use zbus::zvariant::{StructureBuilder, Value};

#[derive(thiserror::Error, Debug, Clone, PartialEq, Eq)]
pub enum ImageError {
    #[error("unsupported pixel layout ({bits_per_sample} bits per sample, {channels} channels, alpha: {has_alpha}), only 8-bit RGBA is supported")]
    UnsupportedLayout { bits_per_sample: i32, channels: i32, has_alpha: bool },
    #[error("invalid image size {width}x{height}")]
    InvalidSize { width: i32, height: i32 },
    #[error("row stride {rowstride} is too short for {width} RGBA pixels")]
    InvalidStride { width: i32, rowstride: i32 },
    #[error("pixel buffer holds {actual} bytes, but the image needs {expected}")]
    TruncatedData { expected: usize, actual: usize },
}

/// Raw pixel data for the `image-data` hint, in the `(iiibiiay)` layout of the
/// [specification](https://specifications.freedesktop.org/notification-spec/latest/icons-and-images.html#icons-and-images-formats).
///
/// Servers render this through gdk-pixbuf, so the only accepted layout is 8 bits per sample RGBA.
#[derive(Debug, Clone, PartialEq, Eq)]
pub struct ImageData {
    width: i32,
    height: i32,
    rowstride: i32,
    has_alpha: bool,
    bits_per_sample: i32,
    channels: i32,
    data: Vec<u8>,
}

impl ImageData {
    pub fn new(
        width: i32,
        height: i32,
        rowstride: i32,
        has_alpha: bool,
        bits_per_sample: i32,
        channels: i32,
        data: Vec<u8>,
    ) -> Result<Self, ImageError> {
        if bits_per_sample != 8 || channels != 4 || !has_alpha {
            return Err(ImageError::UnsupportedLayout { bits_per_sample, channels, has_alpha });
        }
        if width <= 0 || height <= 0 {
            return Err(ImageError::InvalidSize { width, height });
        }
        let row_len = width as usize * 4;
        if rowstride < 0 || (rowstride as usize) < row_len {
            return Err(ImageError::InvalidStride { width, rowstride });
        }
        // the last row doesn't need to be padded out to the full stride
        let expected = rowstride as usize * (height as usize - 1) + row_len;
        if data.len() < expected {
            return Err(ImageError::TruncatedData { expected, actual: data.len() });
        }

        Ok(Self { width, height, rowstride, has_alpha, bits_per_sample, channels, data })
    }

    /// Tightly packed RGBA pixels, row by row.
    pub fn from_rgba(width: i32, height: i32, data: Vec<u8>) -> Result<Self, ImageError> {
        Self::new(width, height, width.saturating_mul(4), true, 8, 4, data)
    }

    pub fn width(&self) -> i32 {
        self.width
    }

    pub fn height(&self) -> i32 {
        self.height
    }

    pub fn rowstride(&self) -> i32 {
        self.rowstride
    }

    pub fn channels(&self) -> i32 {
        self.channels
    }

    pub fn data(&self) -> &[u8] {
        &self.data
    }

    pub fn to_value(&self) -> Value<'static> {
        let structure = StructureBuilder::new()
            .add_field(self.width)
            .add_field(self.height)
            .add_field(self.rowstride)
            .add_field(self.has_alpha)
            .add_field(self.bits_per_sample)
            .add_field(self.channels)
            .add_field(self.data.clone())
            .build();
        Value::Structure(structure)
    }
}
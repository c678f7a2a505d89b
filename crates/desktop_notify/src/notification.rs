use std::collections::BTreeMap;

use crate::{gateway::NotifyArgs, names::hint, *};

/// How long a notification stays on screen before the server closes it.
#[derive(Debug, Clone, Copy, PartialEq, Eq, Default)]
pub enum Timeout {
    /// Let the server decide.
    #[default]
    Default,
    /// Never expire. The notification stays until the user or the application closes it.
    Never,
    Milliseconds(u32),
}

impl From<i32> for Timeout {
    fn from(ms: i32) -> Self {
        match ms {
            0 => Timeout::Never,
            ms if ms < 0 => Timeout::Default,
            ms => Timeout::Milliseconds(ms as u32),
        }
    }
}

impl From<Timeout> for i32 {
    fn from(timeout: Timeout) -> Self {
        match timeout {
            Timeout::Default => -1,
            Timeout::Never => 0,
            Timeout::Milliseconds(ms) => ms.min(i32::MAX as u32) as i32,
        }
    }
}

/// A notification, as it will be sent to the server.
///
/// This is a plain value: it can be changed and sent any number of times. Setting
/// [`replaces_id`](Notification::replaces_id) to an id returned by a previous send updates that
/// notification in place instead of showing a new one.
///
/// The summary is only checked for emptiness by [`Notification::new`]. If it is cleared afterwards,
/// the notification is still sent as-is.
#[derive(Debug, Clone, PartialEq, Eq, Default)]
pub struct Notification {
    pub app_name: String,
    pub replaces_id: u32,
    /// Icon theme name or absolute path.
    pub icon: String,
    pub summary: String,
    pub body: String,
    /// `(action id, label)` pairs. The id `default` is invoked when the notification itself is
    /// clicked.
    pub actions: Vec<(String, String)>,
    pub hints: BTreeMap<String, Hint>,
    pub timeout: Timeout,
}

impl Notification {
    pub fn new(summary: impl Into<String>, body: impl Into<String>) -> Result<Self> {
        let summary = summary.into();
        if summary.is_empty() {
            return Err(Error::InvalidArgument("a notification must have a summary".to_string()));
        }
        Ok(Self { summary, body: body.into(), ..Default::default() })
    }

    pub fn app_name(&mut self, app_name: impl Into<String>) -> &mut Self {
        self.app_name = app_name.into();
        self
    }

    pub fn replaces(&mut self, id: u32) -> &mut Self {
        self.replaces_id = id;
        self
    }

    pub fn icon(&mut self, icon: impl Into<String>) -> &mut Self {
        self.icon = icon.into();
        self
    }

    pub fn action(&mut self, id: impl Into<String>, label: impl Into<String>) -> &mut Self {
        self.actions.push((id.into(), label.into()));
        self
    }

    pub fn hint(&mut self, key: impl Into<String>, value: impl Into<Hint>) -> &mut Self {
        self.hints.insert(key.into(), value.into());
        self
    }

    pub fn timeout(&mut self, timeout: impl Into<Timeout>) -> &mut Self {
        self.timeout = timeout.into();
        self
    }

    pub fn urgency(&mut self, urgency: Urgency) -> &mut Self {
        self.hint(hint::URGENCY, urgency)
    }

    pub fn category(&mut self, category: impl Into<String>) -> &mut Self {
        self.hint(hint::CATEGORY, category.into())
    }

    /// Attach raw pixels as the `image-data` hint. On error the notification is left unchanged.
    #[allow(clippy::too_many_arguments)]
    pub fn image(
        &mut self,
        width: i32,
        height: i32,
        rowstride: i32,
        has_alpha: bool,
        bits_per_sample: i32,
        channels: i32,
        data: Vec<u8>,
    ) -> Result<&mut Self> {
        let image = ImageData::new(width, height, rowstride, has_alpha, bits_per_sample, channels, data)?;
        Ok(self.hint(hint::IMAGE_DATA, image))
    }

    pub fn image_path(&mut self, path: impl Into<String>) -> &mut Self {
        self.hint(hint::IMAGE_PATH, path.into())
    }

    /// A themeable sound name from the freedesktop.org sound naming spec, e.g. `message-new-instant`.
    pub fn sound_name(&mut self, name: impl Into<String>) -> &mut Self {
        self.hint(hint::SOUND_NAME, name.into())
    }

    pub fn sound_file(&mut self, path: impl Into<String>) -> &mut Self {
        self.hint(hint::SOUND_FILE, path.into())
    }

    pub fn suppress_sound(&mut self, suppress: bool) -> &mut Self {
        self.hint(hint::SUPPRESS_SOUND, suppress)
    }

    pub fn transient(&mut self, transient: bool) -> &mut Self {
        self.hint(hint::TRANSIENT, transient)
    }

    pub fn resident(&mut self, resident: bool) -> &mut Self {
        self.hint(hint::RESIDENT, resident)
    }

    pub fn action_icons(&mut self, action_icons: bool) -> &mut Self {
        self.hint(hint::ACTION_ICONS, action_icons)
    }

    pub fn desktop_entry(&mut self, entry: impl Into<String>) -> &mut Self {
        self.hint(hint::DESKTOP_ENTRY, entry.into())
    }

    /// Screen position the server should point the notification at.
    pub fn position(&mut self, x: i32, y: i32) -> &mut Self {
        self.hint(hint::X, x).hint(hint::Y, y)
    }

    /// The arguments of the `Notify` call for this notification.
    pub fn to_notify_args(&self) -> NotifyArgs {
        NotifyArgs {
            app_name: self.app_name.clone(),
            replaces_id: self.replaces_id,
            app_icon: self.icon.clone(),
            summary: self.summary.clone(),
            body: self.body.clone(),
            actions: self.actions.iter().flat_map(|(id, label)| [id.clone(), label.clone()]).collect(),
            hints: encode_hints(&self.hints),
            expire_timeout: self.timeout.into(),
        }
    }
}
────────────────────────────────────────
*GOAL OF THE EXERCISE:* With the line holding "pub enum ImageError" as the first and the line holding "layout of the" as the last, set down that range of the entries above exactly, and nothing else.

*OUTPUT:*
pub enum ImageError {
    #[error("unsupported pixel layout ({bits_per_sample} bits per sample, {channels} channels, alpha: {has_alpha}), only 8-bit RGBA is supported")]
    UnsupportedLayout { bits_per_sample: i32, channels: i32, has_alpha: bool },
    #[error("invalid image size {width}x{height}")]
    InvalidSize { width: i32, height: i32 },
    #[error("row stride {rowstride} is too short for {width} RGBA pixels")]
    InvalidStride { width: i32, rowstride: i32 },
    #[error("pixel buffer holds {actual} bytes, but the image needs {expected}")]
    TruncatedData { expected: usize, actual: usize },
}

/// Raw pixel data for the `image-data` hint, in the `(iiibiiay)` layout of the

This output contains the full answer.